Your answer should be an exact copy of the data.
============
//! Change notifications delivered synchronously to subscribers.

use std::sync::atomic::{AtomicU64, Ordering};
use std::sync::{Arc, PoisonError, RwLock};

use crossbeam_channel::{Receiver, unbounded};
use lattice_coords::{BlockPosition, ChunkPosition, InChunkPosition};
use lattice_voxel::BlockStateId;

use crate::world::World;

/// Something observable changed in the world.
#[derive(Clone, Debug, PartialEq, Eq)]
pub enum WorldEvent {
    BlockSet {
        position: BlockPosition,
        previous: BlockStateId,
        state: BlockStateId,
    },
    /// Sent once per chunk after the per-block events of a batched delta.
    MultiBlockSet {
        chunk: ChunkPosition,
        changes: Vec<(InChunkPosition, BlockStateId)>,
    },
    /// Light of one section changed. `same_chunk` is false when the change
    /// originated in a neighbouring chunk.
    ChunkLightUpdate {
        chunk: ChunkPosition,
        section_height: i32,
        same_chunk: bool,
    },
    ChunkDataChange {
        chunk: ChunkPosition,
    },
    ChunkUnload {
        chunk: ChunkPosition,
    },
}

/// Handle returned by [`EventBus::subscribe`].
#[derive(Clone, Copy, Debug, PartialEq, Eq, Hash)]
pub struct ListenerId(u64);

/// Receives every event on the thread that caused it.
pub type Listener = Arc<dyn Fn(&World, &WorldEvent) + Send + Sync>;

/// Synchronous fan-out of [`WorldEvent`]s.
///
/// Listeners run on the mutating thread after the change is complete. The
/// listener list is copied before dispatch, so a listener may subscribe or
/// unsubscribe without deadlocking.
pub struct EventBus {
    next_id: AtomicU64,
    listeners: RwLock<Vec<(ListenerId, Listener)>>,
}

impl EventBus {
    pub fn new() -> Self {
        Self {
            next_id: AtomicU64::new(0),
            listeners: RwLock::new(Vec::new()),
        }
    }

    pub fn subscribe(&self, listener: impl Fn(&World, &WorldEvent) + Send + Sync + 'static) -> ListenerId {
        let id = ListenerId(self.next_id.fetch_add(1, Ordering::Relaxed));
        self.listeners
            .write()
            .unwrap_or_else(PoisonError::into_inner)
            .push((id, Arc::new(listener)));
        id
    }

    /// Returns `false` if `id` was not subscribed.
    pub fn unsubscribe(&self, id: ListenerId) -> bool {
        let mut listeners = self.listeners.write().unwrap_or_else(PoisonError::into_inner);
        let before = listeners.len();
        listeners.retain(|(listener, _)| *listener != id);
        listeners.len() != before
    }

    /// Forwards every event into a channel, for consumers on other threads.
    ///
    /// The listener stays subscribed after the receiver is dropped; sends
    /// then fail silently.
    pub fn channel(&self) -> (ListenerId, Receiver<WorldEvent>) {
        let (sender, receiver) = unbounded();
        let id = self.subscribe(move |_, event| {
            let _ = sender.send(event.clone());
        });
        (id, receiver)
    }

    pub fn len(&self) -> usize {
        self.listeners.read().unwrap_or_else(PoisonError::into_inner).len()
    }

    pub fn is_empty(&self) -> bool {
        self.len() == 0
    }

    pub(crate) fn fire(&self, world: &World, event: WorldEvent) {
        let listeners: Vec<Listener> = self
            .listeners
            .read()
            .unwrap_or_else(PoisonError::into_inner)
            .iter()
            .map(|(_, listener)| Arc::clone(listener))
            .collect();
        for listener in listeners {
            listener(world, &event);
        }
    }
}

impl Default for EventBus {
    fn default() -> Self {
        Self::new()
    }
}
============
Answer section:
//! Change notifications delivered synchronously to subscribers.

use std::sync::atomic::{AtomicU64, Ordering};
use std::sync::{Arc, PoisonError, RwLock};

use crossbeam_channel::{Receiver, unbounded};
use lattice_coords::{BlockPosition, ChunkPosition, InChunkPosition};
use lattice_voxel::BlockStateId;

use crate::world::World;

/// Something observable changed in the world.
#[derive(Clone, Debug, PartialEq, Eq)]
pub enum WorldEvent {
    BlockSet {
        position: BlockPosition,
        previous: BlockStateId,
        state: BlockStateId,
    },
    /// Sent once per chunk after the per-block events of a batched delta.
    MultiBlockSet {
        chunk: ChunkPosition,
        changes: Vec<(InChunkPosition, BlockStateId)>,
    },
    /// Light of one section changed. `same_chunk` is false when the change
    /// originated in a neighbouring chunk.
    ChunkLightUpdate {
        chunk: ChunkPosition,
        section_height: i32,
        same_chunk: bool,
    },
    ChunkDataChange {
        chunk: ChunkPosition,
    },
    ChunkUnload {
        chunk: ChunkPosition,
    },
}

/// Handle returned by [`EventBus::subscribe`].
#[derive(Clone, Copy, Debug, PartialEq, Eq, Hash)]
pub struct ListenerId(u64);

/// Receives every event on the thread that caused it.
pub type Listener = Arc<dyn Fn(&World, &WorldEvent) + Send + Sync>;

/// Synchronous fan-out of [`WorldEvent`]s.
///
/// Listeners run on the mutating thread after the change is complete. The
/// listener list is copied before dispatch, so a listener may subscribe or
/// unsubscribe without deadlocking.
pub struct EventBus {
    next_id: AtomicU64,
    listeners: RwLock<Vec<(ListenerId, Listener)>>,
}

impl EventBus {
    pub fn new() -> Self {
        Self {
            next_id: AtomicU64::new(0),
            listeners: RwLock::new(Vec::new()),
        }
    }

    pub fn subscribe(&self, listener: impl Fn(&World, &WorldEvent) + Send + Sync + 'static) -> ListenerId {
        let id = ListenerId(self.next_id.fetch_add(1, Ordering::Relaxed));
        self.listeners
            .write()
            .unwrap_or_else(PoisonError::into_inner)
            .push((id, Arc::new(listener)));
        id
    }

    /// Returns `false` if `id` was not subscribed.
    pub fn unsubscribe(&self, id: ListenerId) -> bool {
        let mut listeners = self.listeners.write().unwrap_or_else(PoisonError::into_inner);
        let before = listeners.len();
        listeners.retain(|(listener, _)| *listener != id);
        listeners.len() != before
    }

    /// Forwards every event into a channel, for consumers on other threads.
    ///
    /// The listener stays subscribed after the receiver is dropped; sends
    /// then fail silently.
    pub fn channel(&self) -> (ListenerId, Receiver<WorldEvent>) {
        let (sender, receiver) = unbounded();
        let id = self.subscribe(move |_, event| {
            let _ = sender.send(event.clone());
        });
        (id, receiver)
    }

    pub fn len(&self) -> usize {
        self.listeners.read().unwrap_or_else(PoisonError::into_inner).len()
    }

    pub fn is_empty(&self) -> bool {
        self.len() == 0
    }

    pub(crate) fn fire(&self, world: &World, event: WorldEvent) {
        let listeners: Vec<Listener> = self
            .listeners
            .read()
            .unwrap_or_else(PoisonError::into_inner)
            .iter()
            .map(|(_, listener)| Arc::clone(listener))
            .collect();
        for listener in listeners {
            listener(world, &event);
        }
    }
}

impl Default for EventBus {
    fn default() -> Self {
        Self::new()
    }
}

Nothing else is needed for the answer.